COOK ISLANDS | Sunday, 16 September 2012 | Views [1162]

Frangipani

Frangipani

Kia orana, the sweet welcoming words of the Cook Islands. 

Right off the plane, the ukelele plays and a necklace of scented flowers kiss your neck. A smile, 'kia orana', and whip, hop to your accommodation awaits. 

Rarotonga - a heartfelt location, warm in both air and beauty. 

Talked up at a must getaway, you will not be disappointed. Staying at the Edgewater, everything was very easy. But, obviously, it's not the accommodation that makes Rarotonga such a stellar destination, it's the people. Always ready to give an honest smile and have a yarn, 'Island Time' is still very much alive in the beautiful islands in the South Pacific. 

Ventured to a couple of activities - Captain Tama's Lagoon Tours and the Highland Paradise cultural evening, neither did disappoint. 

For a good laugh and comedic cultural affair, Captain Tama's is a must.

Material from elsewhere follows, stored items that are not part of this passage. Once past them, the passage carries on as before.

//! # Meter Exporter
//!
//! Lê os telegramas P1 do medidor inteligente (porta serial ou arquivo de
//! captura) e expõe os valores em `/metrics` para scraping.
//!
//! ## Uso
//! ```bash
//! SERIAL_DEVICE=/dev/ttyUSB0 meter_exporter   # Medidor ao vivo
//! meter_exporter                              # Replay de samples/telegram.txt
//! ```
//!
//! ## Métricas
//! A saída é OpenMetrics: os contadores cumulativos do medidor aparecem com
//! sufixo `_total` (`power_to_tariff1_kwh_total`, `gas_meter_m3_total`...).
//! Consultas feitas para o nome sem sufixo precisam ser ajustadas.
//! `power_received_watts` é registrado mas fica em 0 (nenhuma linha o alimenta).

mod http;

use http::{METRICS_PATH, MetricsServer};
use meter_core::config::AppConfig;
use meter_core::{MeterRegistry, StreamListener, TelegramDecoder};
use std::process::ExitCode;
use std::sync::Arc;
use tracing::{error, info, warn};

fn main() -> ExitCode {
    // ── Logging ──
    tracing_subscriber::fmt()
        .with_env_filter(
            tracing_subscriber::EnvFilter::try_from_default_env()
                .unwrap_or_else(|_| "info".into()),
        )
        .init();

    // ── Carregar config ──
    let config_path = AppConfig::default_path();
    let mut config = AppConfig::load(&config_path);

    // Salva config padrão se não existir (antes dos overrides de ambiente)
    if !config_path.exists() {
        if let Err(e) = config.save(&config_path) {
            warn!("Não foi possível salvar config padrão: {e}");
        }
    }
    config.apply_env();

    let errors = config.validate();
    if !errors.is_empty() {
        for e in &errors {
            error!("Configuração inválida: {e}");
        }
        return ExitCode::FAILURE;
    }

    // ── Fonte de bytes ──
    let source = config.byte_source();
    let reader = match source.open() {
        Ok(reader) => reader,
        Err(e) => {
            error!("{e}");
            return ExitCode::FAILURE;
        }
    };

    // ── Listener ──
    let registry = Arc::new(MeterRegistry::new());
    let listener = StreamListener::new(reader, source.pacing(), registry.clone());
    if let Err(e) = listener.spawn() {
        error!("Falha ao criar thread do listener: {e}");
        return ExitCode::FAILURE;
    }

    let listen_addr = config.exporter.listen_addr();

    // ── Banner ──
    println!();
    println!("══════════════════════════════════════════════");
    println!("   ⚡ METER EXPORTER – ATIVO");
    println!("══════════════════════════════════════════════");
    println!("  Fonte:     {}", source.describe());
    println!("  Endpoint:  http://{listen_addr}{METRICS_PATH}");
    println!("  Regras:    {} códigos OBIS", TelegramDecoder::new().rule_count());
    println!("══════════════════════════════════════════════");
    println!();

    // ── Servidor HTTP (após a espera inicial, evita scrapes antes da primeira leitura) ──
    let grace = config.exporter.startup_delay();
    let server = match MetricsServer::bind_after_grace(&listen_addr, grace, registry) {
        Ok(server) => server,
        Err(e) => {
            error!("{e}");
            return ExitCode::FAILURE;
        }
    };
    info!("Servindo métricas em http://{listen_addr}{METRICS_PATH}");
    server.serve();

    ExitCode::SUCCESS
}
//! Listener do stream: lê linhas da fonte indefinidamente e alimenta o decodificador.
//!
//! Para de vez no fim do stream ou em erro de leitura; não reabre a fonte.
//! O processo continua servindo os últimos valores conhecidos.

use crate::decoder::{LineOutcome, TelegramDecoder};
use crate::registry::MeterRegistry;
use std::io::BufRead;
use std::sync::Arc;
use std::thread::JoinHandle;
use std::time::Duration;
use tracing::{debug, error, info};

/// Contadores de linhas processadas.
#[derive(Debug, Clone, Copy, Default, PartialEq, Eq)]
pub struct ListenerStats {
    pub lines: u64,
    pub updated: u64,
    pub ignored: u64,
    pub rejected: u64,
}

/// Motivo de término do listener.
#[derive(Debug)]
pub enum ListenerExit {
    EndOfStream(ListenerStats),
    ReadError {
        error: std::io::Error,
        stats: ListenerStats,
    },
}

impl ListenerExit {
    pub fn stats(&self) -> ListenerStats {
        match self {
            ListenerExit::EndOfStream(stats) => *stats,
            ListenerExit::ReadError { stats, .. } => *stats,
        }
    }
}

/// Laço de leitura de uma fonte de linhas.
pub struct StreamListener<R> {
    reader: R,
    pacing: Option<Duration>,
    decoder: TelegramDecoder,
    registry: Arc<MeterRegistry>,
}

impl<R: BufRead> StreamListener<R> {
    pub fn new(reader: R, pacing: Option<Duration>, registry: Arc<MeterRegistry>) -> Self {
        Self {
            reader,
            pacing,
            decoder: TelegramDecoder::new(),
            registry,
        }
    }

    /// Roda até o fim do stream ou erro de leitura.
    pub fn run(mut self) -> ListenerExit {
        self.registry.set_listener_up(true);
        let mut stats = ListenerStats::default();
        let mut buf = Vec::with_capacity(128);

        let exit = loop {
            buf.clear();
            match self.reader.read_until(b'\n', &mut buf) {
                Ok(0) => break ListenerExit::EndOfStream(stats),
                Ok(_) => {
                    stats.lines += 1;
                    match self.decoder.apply(&buf, &self.registry) {
                        LineOutcome::Updated(_) => stats.updated += 1,
                        LineOutcome::Ignored => stats.ignored += 1,
                        LineOutcome::Rejected(_) => stats.rejected += 1,
                    }

                    if let Some(pause) = self.pacing {
                        std::thread::sleep(pause);
                    }
                }
                Err(e) if e.kind() == std::io::ErrorKind::Interrupted => continue,
                Err(error) => break ListenerExit::ReadError { error, stats },
            }
        };

        self.registry.set_listener_up(false);
        match &exit {
            ListenerExit::EndOfStream(s) => info!(
                "Fim do stream: {} linhas ({} atualizadas, {} ignoradas, {} rejeitadas)",
                s.lines, s.updated, s.ignored, s.rejected
            ),
            ListenerExit::ReadError { error, stats } => error!(
                "Erro de leitura após {} linhas: {error}. Listener parado.",
                stats.lines
            ),
        }
        exit
    }
}

impl<R: BufRead + Send + 'static> StreamListener<R> {
    /// Inicia o listener numa thread dedicada.
    pub fn spawn(self) -> std::io::Result<JoinHandle<ListenerExit>> {
        debug!("Iniciando thread telegram-listener");
        std::thread::Builder::new()
            .name("telegram-listener".into())
            .spawn(move || self.run())
    }
}

// ──────────────────────────────────────────────
// Testes
// ──────────────────────────────────────────────
//! Domain types for the five record kinds.
//!
//! Sub-documents (images, variants, addresses, order items, status history,
//! helpful votes) are owned value types embedded by composition; they have no
//! independent identity or lifecycle. References to other entities are plain
//! typed IDs resolved through explicit repository lookups.

pub mod category;
pub mod order;
pub mod product;
pub mod review;
pub mod user;

pub use category::{Category, CategoryMetadata, NewCategory, UpdateCategory};
pub use order::{
    CustomerInfo, NewOrder, Order, OrderItem, OrderPricing, PaymentInfo, PostalAddress,
    ShippingInfo, StatusChange,
};
pub use product::{
    Inventory, NewProduct, Product, ProductImage, ProductVariant, RatingSummary,
};
pub use review::{HelpfulVotes, NewReview, Review, ReviewResponse};
pub use user::{NewUser, User, UserAddress, UserProfile};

Greeted at Muri Beach with a group of shirtless, good looking island men serenading the audience into a euphoria of giggles and relaxation. Taken by a glass-bottom boat towards the roof, the opportunity to jump off and go for a snorkel offers an array of colourful fish and delicate coral beds to treat your underwater experience. 

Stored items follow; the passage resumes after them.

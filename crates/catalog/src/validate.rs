//! Declarative field validation.
//!
//! Every record kind implements [`Validate`]; repositories run it before any
//! write. A failed validation blocks the write and surfaces the complete,
//! ordered list of field violations, keyed by field path (nested fields use
//! dotted/indexed paths such as `items[0].quantity`).

use core::fmt;

use rust_decimal::Decimal;

/// A single field-level constraint violation.
#[derive(Debug, Clone, PartialEq, Eq)]
pub struct FieldError {
    /// Field path, e.g. `name` or `pricing.total`.
    pub field: String,
    /// Human-readable message.
    pub message: String,
}

/// An ordered collection of field violations.
///
/// Accumulates every violation found rather than stopping at the first, so
/// callers can report the full set in one pass.
#[derive(Debug, Clone, Default)]
pub struct ValidationErrors {
    errors: Vec<FieldError>,
}

impl std::error::Error for ValidationErrors {}

impl ValidationErrors {
    /// Create an empty collection.
    #[must_use]
    pub const fn new() -> Self {
        Self { errors: Vec::new() }
    }

    /// Record a violation for `field`.
    pub fn push(&mut self, field: impl Into<String>, message: impl Into<String>) {
        self.errors.push(FieldError {
            field: field.into(),
            message: message.into(),
        });
    }

    /// Whether no violations were recorded.
    #[must_use]
    pub fn is_empty(&self) -> bool {
        self.errors.is_empty()
    }

    /// The recorded violations, in the order they were found.
    #[must_use]
    pub fn errors(&self) -> &[FieldError] {
        &self.errors
    }

    /// Merge another collection, prefixing its field paths.
    pub fn merge_prefixed(&mut self, prefix: &str, other: Self) {
        for err in other.errors {
            self.errors.push(FieldError {
                field: format!("{prefix}.{}", err.field),
                message: err.message,
            });
        }
    }

    /// Convert into a `Result`, erring when any violation was recorded.
    ///
    /// # Errors
    ///
    /// Returns `self` when at least one violation was recorded.
    pub fn into_result(self) -> Result<(), Self> {
        if self.is_empty() { Ok(()) } else { Err(self) }
    }
}

impl fmt::Display for ValidationErrors {
    fn fmt(&self, f: &mut fmt::Formatter<'_>) -> fmt::Result {
        write!(f, "validation failed")?;
        for (i, err) in self.errors.iter().enumerate() {
            let sep = if i == 0 { ": " } else { "; " };
            write!(f, "{sep}{}: {}", err.field, err.message)?;
        }
        Ok(())
    }
}

/// Pre-persistence constraint check for a record kind.
pub trait Validate {
    /// Check every declared constraint, accumulating all violations.
    ///
    /// # Errors
    ///
    /// Returns the full field-keyed violation list when any constraint fails.
    fn validate(&self) -> Result<(), ValidationErrors>;
}

// =============================================================================
// Checker helpers
// =============================================================================

/// Require a trimmed, non-empty string within a length range.
pub fn check_str_len(
    errors: &mut ValidationErrors,
    field: &str,
    value: &str,
    min: usize,
    max: usize,
) {
    let len = value.trim().chars().count();
    if len == 0 {
        errors.push(field, format!("{field} is required"));
    } else if len < min || len > max {
        errors.push(field, format!("must be between {min} and {max} characters"));
    }
}

/// Cap the length of an optional string.
pub fn check_opt_str_max(
    errors: &mut ValidationErrors,
    field: &str,
    value: Option<&str>,
    max: usize,
) {
    if let Some(value) = value
        && value.chars().count() > max
    {
        errors.push(field, format!("cannot exceed {max} characters"));
    }
}

/// Require a non-negative decimal amount.
pub fn check_non_negative(errors: &mut ValidationErrors, field: &str, value: Decimal) {
    if value.is_sign_negative() {
        errors.push(field, "must not be negative");
    }
}

/// Require a non-negative integer quantity.
pub fn check_non_negative_i32(errors: &mut ValidationErrors, field: &str, value: i32) {
    if value < 0 {
        errors.push(field, "must not be negative");
    }
}

/// Require an integer within an inclusive range.
pub fn check_range_i32(errors: &mut ValidationErrors, field: &str, value: i32, min: i32, max: i32) {
    if value < min || value > max {
        errors.push(field, format!("must be between {min} and {max}"));
    }
}

#[cfg(test)]
#[allow(clippy::unwrap_used)]
mod tests {
    use super::*;

    #[test]
    fn test_empty_collection_is_ok() {
        assert!(ValidationErrors::new().into_result().is_ok());
    }

    #[test]
    fn test_accumulates_in_order() {
        let mut errors = ValidationErrors::new();
        check_str_len(&mut errors, "name", "", 2, 100);
        check_range_i32(&mut errors, "rating", 9, 1, 5);

        let err = errors.into_result().unwrap_err();
        assert_eq!(err.errors().len(), 2);
        assert_eq!(err.errors()[0].field, "name");
        assert_eq!(err.errors()[1].field, "rating");
    }

    #[test]
    fn test_display_lists_all_fields() {
        let mut errors = ValidationErrors::new();
        errors.push("name", "name is required");
        errors.push("rating", "must be between 1 and 5");
        let text = errors.to_string();
        assert!(text.contains("name: name is required"));
        assert!(text.contains("rating: must be between 1 and 5"));
    }

    #[test]
    fn test_merge_prefixed() {
        let mut inner = ValidationErrors::new();
        inner.push("quantity", "must be at least 1");

        let mut outer = ValidationErrors::new();
        outer.merge_prefixed("items[0]", inner);
        assert_eq!(outer.errors()[0].field, "items[0].quantity");
    }

    #[test]
    fn test_check_str_len_required() {
        let mut errors = ValidationErrors::new();
        check_str_len(&mut errors, "name", "   ", 2, 100);
        assert_eq!(errors.errors()[0].message, "name is required");
    }

    #[test]
    fn test_check_str_len_bounds() {
        let mut errors = ValidationErrors::new();
        check_str_len(&mut errors, "name", "a", 2, 100);
        assert!(!errors.is_empty());

        let mut errors = ValidationErrors::new();
        check_str_len(&mut errors, "name", "ab", 2, 100);
        assert!(errors.is_empty());
    }

    #[test]
    fn test_check_non_negative() {
        let mut errors = ValidationErrors::new();
        check_non_negative(&mut errors, "price", Decimal::from(-1));
        assert!(!errors.is_empty());

        let mut errors = ValidationErrors::new();
        check_non_negative(&mut errors, "price", Decimal::ZERO);
        assert!(errors.is_empty());
    }
}
//! Persistent string-keyed snapshot stores.
//!
//! A [`SnapshotStore`] is the get/set/remove seam the cart persists through.
//! It mirrors the shape of a browser's local storage: string keys, string
//! values, no transactions, no ordering guarantees with respect to readers
//! in other processes.

use std::collections::HashMap;
use std::io;
use std::path::PathBuf;
use std::sync::{Arc, Mutex};

/// Errors from a snapshot store.
#[derive(Debug, thiserror::Error)]
pub enum SnapshotError {
    /// Underlying I/O failure.
    #[error("snapshot i/o error: {0}")]
    Io(#[from] io::Error),

    /// The in-memory store's lock was poisoned.
    #[error("snapshot store lock poisoned")]
    Poisoned,
}

/// A persistent string-keyed store.
pub trait SnapshotStore {
    /// Read the value stored under `key`, if any.
    ///
    /// # Errors
    ///
    /// Returns [`SnapshotError`] if the store cannot be read.
    fn get(&self, key: &str) -> Result<Option<String>, SnapshotError>;

    /// Overwrite the value stored under `key`.
    ///
    /// # Errors
    ///
    /// Returns [`SnapshotError`] if the store cannot be written.
    fn set(&mut self, key: &str, value: &str) -> Result<(), SnapshotError>;

    /// Delete `key` entirely; absent keys are a no-op.
    ///
    /// # Errors
    ///
    /// Returns [`SnapshotError`] if the store cannot be written.
    fn remove(&mut self, key: &str) -> Result<(), SnapshotError>;
}

/// In-memory snapshot store.
///
/// Clones share the same underlying map, which lets tests (and in-process
/// consumers) model storage that outlives a single cart instance.
#[derive(Debug, Clone, Default)]
pub struct MemorySnapshotStore {
    inner: Arc<Mutex<HashMap<String, String>>>,
}

impl MemorySnapshotStore {
    /// Create an empty store.
    #[must_use]
    pub fn new() -> Self {
        Self::default()
    }
}

impl SnapshotStore for MemorySnapshotStore {
    fn get(&self, key: &str) -> Result<Option<String>, SnapshotError> {
        let map = self.inner.lock().map_err(|_| SnapshotError::Poisoned)?;
        Ok(map.get(key).cloned())
    }

    fn set(&mut self, key: &str, value: &str) -> Result<(), SnapshotError> {
        let mut map = self.inner.lock().map_err(|_| SnapshotError::Poisoned)?;
        map.insert(key.to_owned(), value.to_owned());
        Ok(())
    }

    fn remove(&mut self, key: &str) -> Result<(), SnapshotError> {
        let mut map = self.inner.lock().map_err(|_| SnapshotError::Poisoned)?;
        map.remove(key);
        Ok(())
    }
}

/// File-backed snapshot store: one file per key under a base directory.
#[derive(Debug, Clone)]
pub struct FileSnapshotStore {
    dir: PathBuf,
}

impl FileSnapshotStore {
    /// Create a store rooted at `dir`. The directory is created lazily on
    /// first write.
    #[must_use]
    pub fn new(dir: impl Into<PathBuf>) -> Self {
        Self { dir: dir.into() }
    }

    fn path_for(&self, key: &str) -> PathBuf {
        // Keys are caller-controlled identifiers, not arbitrary user input;
        // keep path separators out of the filename regardless.
        let safe: String = key
            .chars()
            .map(|c| if c.is_ascii_alphanumeric() || c == '-' || c == '_' { c } else { '_' })
            .collect();
        self.dir.join(format!("{safe}.json"))
    }
}

impl SnapshotStore for FileSnapshotStore {
    fn get(&self, key: &str) -> Result<Option<String>, SnapshotError> {
        match std::fs::read_to_string(self.path_for(key)) {
            Ok(value) => Ok(Some(value)),
            Err(e) if e.kind() == io::ErrorKind::NotFound => Ok(None),
            Err(e) => Err(e.into()),
        }
    }

    fn set(&mut self, key: &str, value: &str) -> Result<(), SnapshotError> {
        std::fs::create_dir_all(&self.dir)?;
        std::fs::write(self.path_for(key), value)?;
        Ok(())
    }

    fn remove(&mut self, key: &str) -> Result<(), SnapshotError> {
        match std::fs::remove_file(self.path_for(key)) {
            Ok(()) => Ok(()),
            Err(e) if e.kind() == io::ErrorKind::NotFound => Ok(()),
            Err(e) => Err(e.into()),
        }
    }
}

#[cfg(test)]
#[allow(clippy::unwrap_used)]
mod tests {
    use super::*;
    use std::sync::atomic::{AtomicU32, Ordering};

    static DIR_SEQ: AtomicU32 = AtomicU32::new(0);

    fn scratch_dir() -> PathBuf {
        let seq = DIR_SEQ.fetch_add(1, Ordering::Relaxed);
        std::env::temp_dir().join(format!("orchard-cart-test-{}-{seq}", std::process::id()))
    }

    #[test]
    fn test_memory_roundtrip() {
        let mut store = MemorySnapshotStore::new();
        assert_eq!(store.get("cart").unwrap(), None);

        store.set("cart", "[1,2]").unwrap();
        assert_eq!(store.get("cart").unwrap().as_deref(), Some("[1,2]"));

        store.remove("cart").unwrap();
        assert_eq!(store.get("cart").unwrap(), None);
    }

    #[test]
    fn test_memory_clones_share_state() {
        let mut store = MemorySnapshotStore::new();
        let twin = store.clone();

        store.set("cart", "[]").unwrap();
        assert_eq!(twin.get("cart").unwrap().as_deref(), Some("[]"));
    }

    #[test]
    fn test_memory_remove_absent_is_noop() {
        let mut store = MemorySnapshotStore::new();
        store.remove("missing").unwrap();
    }

    #[test]
    fn test_file_roundtrip() {
        let dir = scratch_dir();
        let mut store = FileSnapshotStore::new(&dir);

        assert_eq!(store.get("cart").unwrap(), None);
        store.set("cart", "[42]").unwrap();
        assert_eq!(store.get("cart").unwrap().as_deref(), Some("[42]"));

        store.remove("cart").unwrap();
        assert_eq!(store.get("cart").unwrap(), None);
        store.remove("cart").unwrap();

        std::fs::remove_dir_all(&dir).ok();
    }

    #[test]
    fn test_file_keys_are_sanitized() {
        let dir = scratch_dir();
        let store = FileSnapshotStore::new(&dir);
        let path = store.path_for("../evil/key");
        assert!(path.starts_with(&dir));
        assert_eq!(path.file_name().unwrap(), "___evil_key.json");
    }
}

Next off is the little island just off the Muri coastline. Here you'll be serenaded some more, followed by a tantalising feed of barbecued fish and local fruits and vegies. Next comes a display about the 'tree of life' - the coconut tree. Opened by stick, Captain Tama and the team explain the wonders of the plant - from the use of the frongs for fibre and cooking, to the butter of the plant used for a skin remedy. An excursion I definitely recommend. 

The Highlands' Paradise show was also great. For a commercial overview of the islands, it's also a must. Dancing and drumming are invigorating and the indigenous food cooked from a natural oven - the umu - is hearty. The taro leaf with curried coconut my personal favourite. Insight into how Rarotongans used to live is also appreciated and an important aspect as to who the people really are and where they've come from. A lot has changed since the missionaries arrived over 150 years ago, and they seem thankful for the experience. Unfortunately, a lot of their tribal symbolism was destroyed in the process.

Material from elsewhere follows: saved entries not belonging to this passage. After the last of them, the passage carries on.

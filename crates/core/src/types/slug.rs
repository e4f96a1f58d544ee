//! URL-safe slug type.

use core::fmt;

use serde::{Deserialize, Serialize};

/// Errors that can occur when parsing a [`Slug`].
#[derive(thiserror::Error, Debug, Clone)]
pub enum SlugError {
    /// The input string is empty.
    #[error("slug cannot be empty")]
    Empty,
    /// The input string is too long.
    #[error("slug must be at most {max} characters")]
    TooLong {
        /// Maximum allowed length.
        max: usize,
    },
    /// The input contains a character outside `[a-z0-9-]`.
    #[error("slug may only contain lowercase letters, digits, and hyphens")]
    InvalidCharacter,
    /// The input starts or ends with a hyphen.
    #[error("slug cannot start or end with a hyphen")]
    EdgeHyphen,
}

/// A URL-safe, human-readable identifier derived from a name.
///
/// Slugs are unique per collection (enforced by the storage layer) and are
/// always lowercase: `[a-z0-9]` separated by single hyphens.
///
/// ## Examples
///
/// ```
/// use orchard_core::Slug;
///
/// let slug = Slug::from_name("Garden & Outdoor Tools");
/// assert_eq!(slug.as_str(), "garden-outdoor-tools");
///
/// assert!(Slug::parse("winter-sale-2024").is_ok());
/// assert!(Slug::parse("Winter Sale").is_err());
/// ```
#[derive(Debug, Clone, Serialize, Deserialize, PartialEq, Eq, Hash)]
#[serde(transparent)]
pub struct Slug(String);

impl Slug {
    /// Maximum length of a slug.
    pub const MAX_LENGTH: usize = 120;

    /// Parse a `Slug` from an already-slugified string.
    ///
    /// # Errors
    ///
    /// Returns an error if the input is empty, too long, contains characters
    /// outside `[a-z0-9-]`, or starts/ends with a hyphen.
    pub fn parse(s: &str) -> Result<Self, SlugError> {
        if s.is_empty() {
            return Err(SlugError::Empty);
        }

        if s.len() > Self::MAX_LENGTH {
            return Err(SlugError::TooLong {
                max: Self::MAX_LENGTH,
            });
        }

        if !s
            .chars()
            .all(|c| c.is_ascii_lowercase() || c.is_ascii_digit() || c == '-')
        {
            return Err(SlugError::InvalidCharacter);
        }

        if s.starts_with('-') || s.ends_with('-') {
            return Err(SlugError::EdgeHyphen);
        }

        Ok(Self(s.to_owned()))
    }

    /// Derive a slug from a display name.
    ///
    /// Lowercases, maps runs of non-alphanumeric characters to a single
    /// hyphen, and trims edge hyphens. Truncates to [`Self::MAX_LENGTH`].
    #[must_use]
    pub fn from_name(name: &str) -> Self {
        let mut out = String::with_capacity(name.len());
        let mut pending_hyphen = false;

        for c in name.chars() {
            if c.is_ascii_alphanumeric() {
                if pending_hyphen && !out.is_empty() {
                    out.push('-');
                }
                pending_hyphen = false;
                out.push(c.to_ascii_lowercase());
            } else {
                pending_hyphen = true;
            }
        }

        out.truncate(Self::MAX_LENGTH);
        while out.ends_with('-') {
            out.pop();
        }

        Self(out)
    }

    /// Returns the slug as a string slice.
    #[must_use]
    pub fn as_str(&self) -> &str {
        &self.0
    }

    /// Consumes the `Slug` and returns its inner string.
    #[must_use]
    pub fn into_inner(self) -> String {
        self.0
    }
}

impl fmt::Display for Slug {
    fn fmt(&self, f: &mut fmt::Formatter<'_>) -> fmt::Result {
        write!(f, "{}", self.0)
    }
}

impl std::str::FromStr for Slug {
    type Err = SlugError;

    fn from_str(s: &str) -> Result<Self, Self::Err> {
        Self::parse(s)
    }
}

impl AsRef<str> for Slug {
    fn as_ref(&self) -> &str {
        &self.0
    }
}

// SQLx support (with postgres feature)
#[cfg(feature = "postgres")]
impl sqlx::Type<sqlx::Postgres> for Slug {
    fn type_info() -> sqlx::postgres::PgTypeInfo {
        <String as sqlx::Type<sqlx::Postgres>>::type_info()
    }

    fn compatible(ty: &sqlx::postgres::PgTypeInfo) -> bool {
        <String as sqlx::Type<sqlx::Postgres>>::compatible(ty)
    }
}

#[cfg(feature = "postgres")]
impl<'r> sqlx::Decode<'r, sqlx::Postgres> for Slug {
    fn decode(value: sqlx::postgres::PgValueRef<'r>) -> Result<Self, sqlx::error::BoxDynError> {
        let s = <String as sqlx::Decode<sqlx::Postgres>>::decode(value)?;
        // Database values are assumed valid
        Ok(Self(s))
    }
}

#[cfg(feature = "postgres")]
impl sqlx::Encode<'_, sqlx::Postgres> for Slug {
    fn encode_by_ref(
        &self,
        buf: &mut sqlx::postgres::PgArgumentBuffer,
    ) -> Result<sqlx::encode::IsNull, sqlx::error::BoxDynError> {
        <String as sqlx::Encode<sqlx::Postgres>>::encode_by_ref(&self.0, buf)
    }
}

#[cfg(test)]
#[allow(clippy::unwrap_used)]
mod tests {
    use super::*;

    #[test]
    fn test_parse_valid() {
        assert!(Slug::parse("garden-tools").is_ok());
        assert!(Slug::parse("sale2024").is_ok());
        assert!(Slug::parse("a").is_ok());
    }

    #[test]
    fn test_parse_rejects_uppercase_and_spaces() {
        assert!(matches!(
            Slug::parse("Garden"),
            Err(SlugError::InvalidCharacter)
        ));
        assert!(matches!(
            Slug::parse("garden tools"),
            Err(SlugError::InvalidCharacter)
        ));
    }

    #[test]
    fn test_parse_rejects_edge_hyphens() {
        assert!(matches!(Slug::parse("-garden"), Err(SlugError::EdgeHyphen)));
        assert!(matches!(Slug::parse("garden-"), Err(SlugError::EdgeHyphen)));
    }

    #[test]
    fn test_parse_empty() {
        assert!(matches!(Slug::parse(""), Err(SlugError::Empty)));
    }

    #[test]
    fn test_from_name() {
        assert_eq!(Slug::from_name("Garden Tools").as_str(), "garden-tools");
        assert_eq!(
            Slug::from_name("  Garden & Outdoor!! ").as_str(),
            "garden-outdoor"
        );
        assert_eq!(Slug::from_name("Sale 2024").as_str(), "sale-2024");
    }

    #[test]
    fn test_from_name_collapses_separators() {
        assert_eq!(Slug::from_name("a -- b").as_str(), "a-b");
    }

    #[test]
    fn test_from_name_roundtrips_through_parse() {
        let slug = Slug::from_name("Pots & Pans");
        assert!(Slug::parse(slug.as_str()).is_ok());
    }
}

While the beaches, swimming and sunshine go without saying, it is definitely the people (and dogs) that make up these beautiful islands. 

A great assurance taken away from this trip was the understanding of their land system. Where it is easy for a lot of these idyllic places to be taken over by development, unfavouring the indigenous people, in the Cook Islands they are not allowed to sell their land, only lease it out for 60 years. All land is instead inherited. 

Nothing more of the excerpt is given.